Ne pas laisser les élites s’emparer du sujet pour les pays du Sud
Une question de fécondité directement liée aux droits des femmes, qui provoque des réactions immédiates de défense même de ceux qui pencheraient vers un « oui » à la question « sommes-nous trop nombreux sur cette Terre ».
L’ONG Population Matters plaide ainsi pour une baisse de la population mondiale, mais « uniquement par des moyens positifs, volontaires et respectant les droits », explique à l’AFP son directeur Robin Maynard, s’opposant à toute « politique de contrôle » des naissances imposée par l’État.
Le Projet Drawdown fait, lui, de l’éducation et du planning familial l’une de ses quelque 100 solutions pour freiner le réchauffement climatique : « Au niveau mondial, une population plus réduite avec des niveaux de consommation durables permettrait de réduire la demande d’énergie, de transports, de matériaux, de nourriture et de ressources naturelles ».
Parce que « chaque personne née sur cette Terre ajoute un stress supplémentaire sur la planète », estime de son côté Vanessa Perez, analyste au World Resources Institute. « On était déjà trop nombreux il y a des années », mais « c’est une question très épineuse », reconnaît-elle auprès de l’AFP, refusant que « les élites s’emparent de ce narratif pour demander de plafonner la croissance démographique dans les pays du Sud ». Un narratif qu’elle préfère centrer autour de l’« équité » et de la « distribution » des ressources, notamment l’accès à la nourriture.

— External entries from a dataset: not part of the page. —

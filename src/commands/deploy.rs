//! Deploy command: resolve settings, build the request, stage and publish

use std::io;
use std::path::{Path, PathBuf};

use anyhow::Result;
use tagdeploy::application::CancelFlag;
use tagdeploy::config::{self, Settings};
use tagdeploy::domain::ports::IdentityResolver;
use tagdeploy::domain::value_objects::IdentitySpec;
use tagdeploy::infrastructure::identity::{current_primary_group_id, current_user_id};
use tagdeploy::infrastructure::SystemIdentityResolver;
use tagdeploy::presentation::{factory, output, OutputFormat};
use tagdeploy::{DeployError, DeploymentRequest};

use crate::cli::DeployArgs;

pub fn cmd_deploy(
    args: DeployArgs,
    settings_path: Option<&Path>,
    format: OutputFormat,
    cancel: CancelFlag,
) -> Result<()> {
    let settings = config::load_or_default(settings_path)?;
    let request = build_request(args, &settings, &SystemIdentityResolver::new())?;

    let use_case = factory::create_deploy_use_case(&settings.source.git, format, cancel);
    let published = use_case.execute(&request)?;

    output::render_published(&mut io::stdout().lock(), format, &published)?;
    Ok(())
}

/// Merge CLI flags over settings into an immutable request
pub fn build_request(
    args: DeployArgs,
    settings: &Settings,
    resolver: &impl IdentityResolver,
) -> Result<DeploymentRequest> {
    let source = args
        .source_repo
        .or_else(|| settings.source.repository.clone())
        .ok_or_else(|| missing("--source-repo"))?;
    let tag = args.tag.ok_or_else(|| missing("--tag"))?;
    let config_file = args.config.ok_or_else(|| missing("--config"))?;
    let data_dir = args.data.ok_or_else(|| missing("--data"))?;

    let uid = match args.www_user.as_ref().or(settings.identity.user.as_ref()) {
        Some(user) => resolver.resolve_user(&parse_spec(user)?)?,
        None => current_user_id(),
    };
    let gid = match args.www_group.as_ref().or(settings.identity.group.as_ref()) {
        Some(group) => resolver.resolve_group(&parse_spec(group)?)?,
        None => current_primary_group_id(),
    };

    let destination = args
        .destination
        .or_else(|| settings.deploy.destination.clone())
        .unwrap_or_else(|| PathBuf::from("."));
    let name = args.name.unwrap_or_else(|| settings.deploy.name.clone());
    let staging_parent = args.staging_dir.or_else(|| settings.deploy.staging_dir.clone());

    let request = DeploymentRequest::builder(source, tag)
        .config_file(config_file)
        .data_dir(data_dir)
        .owner(uid, gid)
        .destination(destination)
        .name(name)
        .staging_parent(staging_parent)
        .ensure_files(settings.deploy.ensure_files.clone())
        .build()?;
    Ok(request)
}

fn parse_spec(raw: &str) -> Result<IdentitySpec, DeployError> {
    raw.parse::<IdentitySpec>().map_err(|e| DeployError::InvalidRequest {
        message: e.to_string(),
    })
}

fn missing(flag: &str) -> DeployError {
    DeployError::InvalidRequest {
        message: format!("{} is required", flag),
    }
}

Tout comme Joel Cohen. Même s’il y a mathématiquement assez de nourriture produite pour 8 milliards d’habitants, « 800 millions de personnes, une personne sur 10 sur la planète, sont chroniquement mal-nourries, insiste-t-il. Le concept du ‘trop nombreux’ est une distraction des vrais problèmes liés au bien-être de l’espèce humaine et des espèces avec lesquelles nous partageons la Planète ».